Fellow blogger Cafe Pasadena kvells about Europane's lemon bars here. I have been known to sneak off to Auntie Em's between classes and devour a monster-sized lemon bar without sharing one crumb. But the best? The absolute best? Home made. Melting shortbread topped with a tangy layer of meyer lemon sunshine, still faintly warm from its time in the oven. Gentlemen, (and ladies) start your juicers! (Or preheat your oven, to 350 degrees)
Into one cup softened unsalted butter beat one half cup powdered sugar. Gradually mix in two cups of flour. Spread dough across the bottom of a 13 x 9 pan. Bake for 25-30 minutes until light brown.
As the crust finishes baking, pour 2/3 cup fresh lemon juice into two cups of sugar. This dissolves the sugar wonderfully. Beat four eggs, add 1 tsp baking powder, 1/2 tsp salt, then pour in the lemon sugar mixture while blending. Pour the mixture on top of the hot crust, and return to the oven. Bake for 15 minutes or until bubbly and lightly browned. Cool completely on rack, sprinkle with powdered sugar.
Another recipe of mine whose origins are from a women's magazine, long, long ago. Wanna get fancy? Grate some lemon zest into the shortbread as you mix it.
For the price of one upscale bakery lemon bar, you've got an entire batch. These lemon bars also have mystical properties. They definitely win friends and influence enemies.
Along with canned roasted peppers, I don't understand why people buy canned gravy. Or those little packets of flour with salt added. Gravy! It's delicious, it's what frugal people used to make, and it's easy!
Proportions: One part fat (drippings or butter) Equal part flour. Three parts liquid (stock or water or milk)
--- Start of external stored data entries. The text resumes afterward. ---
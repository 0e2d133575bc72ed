//! Shared record types for the hanzi knowledge base.
//!
//! Each source table has its own record shape; the assembler merges them
//! into per-character and per-word views. All fields are plain owned data —
//! records are built once at load time and never mutated, so there is no
//! borrowing from a backing buffer here.
//!
//! Serialized names follow the original service's JSON output (camelCase,
//! optional fields omitted when absent), so assembled records can be handed
//! to a transport or bulk-export consumer as-is.
//!
//! ```rust
//! use hanzi_types::single_char;
//!
//! assert_eq!(single_char(" 火 "), Some('火'));
//! assert_eq!(single_char("火山"), None);
//! assert_eq!(single_char(""), None);
//! ```

use serde::{Deserialize, Serialize};

/// Canonical radical table row: stroke count, translation, optional variant
/// glyph. The source file names the translation field `english`; it is
/// exposed (and re-serialized) as `translation`.
#[derive(Clone, Debug, Deserialize, Serialize, PartialEq)]
pub struct RadicalRecord {
    pub strokes: Option<u32>,
    #[serde(rename(deserialize = "english"))]
    pub translation: String,
    #[serde(skip_serializing_if = "Option::is_none")]
    pub variant: Option<char>,
}

/// A radical reference resolved through the canonical table. `radical` is
/// always the canonical glyph, even when the reference used a variant form.
#[derive(Clone, Debug, Serialize, PartialEq)]
pub struct ResolvedRadical {
    pub radical: char,
    pub strokes: Option<u32>,
    pub translation: String,
}

/// Per-character attribute record from the attribute table.
///
/// `freq_rank` and `stroke_count` are `None` both when the source field is
/// absent and when it fails to parse — the two cases are deliberately not
/// distinguished. `semantic_radical` is omitted when the character is its
/// own radical or when the reference cannot be resolved.
#[derive(Clone, Debug, Serialize, PartialEq)]
#[serde(rename_all = "camelCase")]
pub struct CharacterRecord {
    pub character: char,
    #[serde(skip_serializing_if = "Option::is_none")]
    pub freq_rank: Option<u32>,
    #[serde(skip_serializing_if = "Option::is_none")]
    pub pinyin: Option<String>,
    pub definitions: Vec<String>,
    #[serde(skip_serializing_if = "Option::is_none")]
    pub stroke_count: Option<u32>,
    #[serde(skip_serializing_if = "Option::is_none")]
    pub semantic_radical: Option<ResolvedRadical>,
}

/// Dictionary entry keyed by headword: tone-marked pronunciation plus the
/// ordered gloss list.
#[derive(Clone, Debug, Deserialize, Serialize, PartialEq)]
pub struct DictionaryEntry {
    pub pinyin: String,
    pub definitions: Vec<String>,
}

/// One ranked entry in a character's common-word list.
#[derive(Clone, Debug, Serialize, PartialEq)]
pub struct CommonWord {
    pub word: String,
    pub frequency: f64,
}

/// Fully merged per-character view: the attribute record joined with the
/// word-frequency data. A character with no lexical data gets
/// `is_unbound: false` and an empty word list.
#[derive(Clone, Debug, Serialize, PartialEq)]
#[serde(rename_all = "camelCase")]
pub struct CharacterEntry {
    #[serde(flatten)]
    pub record: CharacterRecord,
    pub is_unbound: bool,
    pub common_words: Vec<CommonWord>,
}

/// Interpret a table cell or key as a single character.
///
/// Surrounding whitespace is tolerated; anything longer than one character
/// (or empty) is rejected.
pub fn single_char(text: &str) -> Option<char> {
    let mut chars = text.trim().chars();
    let first = chars.next()?;
    if chars.next().is_some() {
        return None;
    }
    Some(first)
}

#[cfg(test)]
mod tests {
    use super::*;

    #[test]
    fn single_char_rejects_multi_char_cells() {
        assert_eq!(single_char("火"), Some('火'));
        assert_eq!(single_char("  灬\t"), Some('灬'));
        assert_eq!(single_char("火山"), None);
        assert_eq!(single_char(""), None);
        assert_eq!(single_char("   "), None);
    }

    #[test]
    fn character_record_omits_absent_fields() {
        let record = CharacterRecord {
            character: '火',
            freq_rank: Some(10),
            pinyin: Some("huǒ".into()),
            definitions: vec!["fire".into(), "urgent".into()],
            stroke_count: Some(4),
            semantic_radical: None,
        };
        let json = serde_json::to_value(&record).unwrap();
        assert_eq!(json["character"], "火");
        assert_eq!(json["freqRank"], 10);
        assert_eq!(json["strokeCount"], 4);
        assert!(json.get("semanticRadical").is_none());
    }

    #[test]
    fn character_entry_flattens_record() {
        let entry = CharacterEntry {
            record: CharacterRecord {
                character: '山',
                freq_rank: None,
                pinyin: Some("shān".into()),
                definitions: vec!["mountain".into()],
                stroke_count: Some(3),
                semantic_radical: Some(ResolvedRadical {
                    radical: '山',
                    strokes: Some(3),
                    translation: "mountain".into(),
                }),
            },
            is_unbound: true,
            common_words: vec![CommonWord {
                word: "火山".into(),
                frequency: 12.5,
            }],
        };
        let json = serde_json::to_value(&entry).unwrap();
        assert_eq!(json["character"], "山");
        assert_eq!(json["isUnbound"], true);
        assert_eq!(json["commonWords"][0]["word"], "火山");
        assert_eq!(json["semanticRadical"]["radical"], "山");
        assert!(json.get("freqRank").is_none());
    }

    #[test]
    fn radical_record_reads_renamed_translation_field() {
        let record: RadicalRecord =
            serde_json::from_str(r#"{"strokes": 4, "english": "fire", "variant": "灬"}"#).unwrap();
        assert_eq!(record.translation, "fire");
        assert_eq!(record.variant, Some('灬'));
        let json = serde_json::to_value(&record).unwrap();
        assert_eq!(json["translation"], "fire");
    }
}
During Thanksgiving I get a fat separator and place a cup of fat siphoned from the turkey in a saucepan. I gradually sprinkle in a cup of flour, whisking. I cook this over medium heat so the flour is cooked through and doesn't have a raw taste. I add three cups of broth, either canned or from the turkey, gradually, it thins and thickens and cooks. Now, the fun part: season to your taste.
Recommended: salt, pepper, dried thyme and tarragon. Some people have poultry seasoning in their cupboards, that'll work too.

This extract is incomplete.